== WHAT THE TASK REQUIRES ==
Report every line from the material that contains the word "Serialize".

== INPUT MATERIAL ==

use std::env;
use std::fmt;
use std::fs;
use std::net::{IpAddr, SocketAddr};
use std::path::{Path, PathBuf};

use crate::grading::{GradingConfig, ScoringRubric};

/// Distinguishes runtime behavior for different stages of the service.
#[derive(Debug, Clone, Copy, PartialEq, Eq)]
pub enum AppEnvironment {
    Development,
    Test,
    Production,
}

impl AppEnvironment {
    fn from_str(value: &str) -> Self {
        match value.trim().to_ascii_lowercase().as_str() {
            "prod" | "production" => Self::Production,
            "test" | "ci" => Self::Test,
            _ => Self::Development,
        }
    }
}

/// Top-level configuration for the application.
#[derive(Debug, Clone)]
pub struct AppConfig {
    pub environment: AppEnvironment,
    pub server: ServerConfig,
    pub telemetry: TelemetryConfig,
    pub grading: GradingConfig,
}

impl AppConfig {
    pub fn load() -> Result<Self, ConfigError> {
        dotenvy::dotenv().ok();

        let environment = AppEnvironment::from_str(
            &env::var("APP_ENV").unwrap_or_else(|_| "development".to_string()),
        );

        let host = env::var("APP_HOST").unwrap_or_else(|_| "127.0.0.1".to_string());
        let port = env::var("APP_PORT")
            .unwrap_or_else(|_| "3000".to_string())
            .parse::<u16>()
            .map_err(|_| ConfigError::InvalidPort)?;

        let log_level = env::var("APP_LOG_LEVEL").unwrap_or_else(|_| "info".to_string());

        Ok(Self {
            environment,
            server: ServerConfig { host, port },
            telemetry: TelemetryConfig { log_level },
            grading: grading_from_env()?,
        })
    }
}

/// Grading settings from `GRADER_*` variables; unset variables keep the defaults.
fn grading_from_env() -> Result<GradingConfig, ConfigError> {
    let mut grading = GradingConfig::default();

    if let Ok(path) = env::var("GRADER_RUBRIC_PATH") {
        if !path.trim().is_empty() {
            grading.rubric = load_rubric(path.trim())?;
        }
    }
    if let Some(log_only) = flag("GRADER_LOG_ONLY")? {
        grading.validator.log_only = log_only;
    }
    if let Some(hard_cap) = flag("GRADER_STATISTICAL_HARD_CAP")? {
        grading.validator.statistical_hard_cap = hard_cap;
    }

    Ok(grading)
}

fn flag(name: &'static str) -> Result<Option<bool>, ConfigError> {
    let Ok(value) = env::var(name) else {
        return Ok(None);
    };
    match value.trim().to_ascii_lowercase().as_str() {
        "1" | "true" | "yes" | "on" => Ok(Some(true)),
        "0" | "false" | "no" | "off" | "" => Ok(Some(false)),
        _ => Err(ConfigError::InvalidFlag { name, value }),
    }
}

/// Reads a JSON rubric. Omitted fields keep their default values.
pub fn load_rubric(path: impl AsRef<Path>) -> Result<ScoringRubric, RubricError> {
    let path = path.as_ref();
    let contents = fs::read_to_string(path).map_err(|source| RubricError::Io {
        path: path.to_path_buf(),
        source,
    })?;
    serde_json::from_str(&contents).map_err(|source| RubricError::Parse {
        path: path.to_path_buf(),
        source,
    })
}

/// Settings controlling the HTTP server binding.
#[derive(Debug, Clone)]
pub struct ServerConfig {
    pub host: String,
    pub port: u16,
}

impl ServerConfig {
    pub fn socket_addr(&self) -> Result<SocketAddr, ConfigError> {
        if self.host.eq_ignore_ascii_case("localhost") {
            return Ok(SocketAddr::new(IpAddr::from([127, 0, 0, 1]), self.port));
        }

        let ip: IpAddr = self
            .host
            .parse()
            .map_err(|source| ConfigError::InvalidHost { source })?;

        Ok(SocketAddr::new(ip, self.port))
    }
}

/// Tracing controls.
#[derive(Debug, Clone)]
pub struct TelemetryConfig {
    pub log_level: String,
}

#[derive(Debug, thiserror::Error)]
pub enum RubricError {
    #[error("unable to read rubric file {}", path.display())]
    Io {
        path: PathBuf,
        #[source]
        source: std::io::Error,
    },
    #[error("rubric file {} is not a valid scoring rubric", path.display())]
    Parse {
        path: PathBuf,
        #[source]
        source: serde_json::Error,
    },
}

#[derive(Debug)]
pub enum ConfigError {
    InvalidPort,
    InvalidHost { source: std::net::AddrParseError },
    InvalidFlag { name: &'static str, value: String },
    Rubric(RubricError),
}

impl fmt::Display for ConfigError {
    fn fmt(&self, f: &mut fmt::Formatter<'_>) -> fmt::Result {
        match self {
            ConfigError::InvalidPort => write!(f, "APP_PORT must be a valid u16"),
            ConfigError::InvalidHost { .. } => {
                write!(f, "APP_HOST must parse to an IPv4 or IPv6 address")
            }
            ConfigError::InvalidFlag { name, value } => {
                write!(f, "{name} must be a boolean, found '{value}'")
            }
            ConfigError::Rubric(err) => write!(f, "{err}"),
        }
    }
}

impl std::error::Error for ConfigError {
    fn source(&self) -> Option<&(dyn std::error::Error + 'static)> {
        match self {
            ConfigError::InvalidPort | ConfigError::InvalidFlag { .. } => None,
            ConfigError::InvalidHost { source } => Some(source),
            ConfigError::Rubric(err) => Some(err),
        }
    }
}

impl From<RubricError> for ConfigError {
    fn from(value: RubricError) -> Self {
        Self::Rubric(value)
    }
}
* * *
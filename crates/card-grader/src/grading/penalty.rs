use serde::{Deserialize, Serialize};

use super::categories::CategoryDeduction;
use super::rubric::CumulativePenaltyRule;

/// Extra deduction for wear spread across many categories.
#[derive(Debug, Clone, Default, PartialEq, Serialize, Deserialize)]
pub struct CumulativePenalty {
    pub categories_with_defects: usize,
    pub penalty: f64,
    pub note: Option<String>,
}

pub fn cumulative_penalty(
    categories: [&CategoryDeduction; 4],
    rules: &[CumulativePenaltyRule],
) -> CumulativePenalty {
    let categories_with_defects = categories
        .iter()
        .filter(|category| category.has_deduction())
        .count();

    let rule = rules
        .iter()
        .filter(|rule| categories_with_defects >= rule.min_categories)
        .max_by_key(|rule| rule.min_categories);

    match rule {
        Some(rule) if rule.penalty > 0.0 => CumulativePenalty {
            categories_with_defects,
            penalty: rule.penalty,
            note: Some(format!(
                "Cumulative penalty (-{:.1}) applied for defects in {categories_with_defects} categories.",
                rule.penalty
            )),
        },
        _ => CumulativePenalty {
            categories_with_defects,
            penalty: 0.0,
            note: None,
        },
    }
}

== ANSWER TO THE EXERCISE ==
use serde::{Deserialize, Serialize};
#[derive(Debug, Clone, Default, PartialEq, Serialize, Deserialize)]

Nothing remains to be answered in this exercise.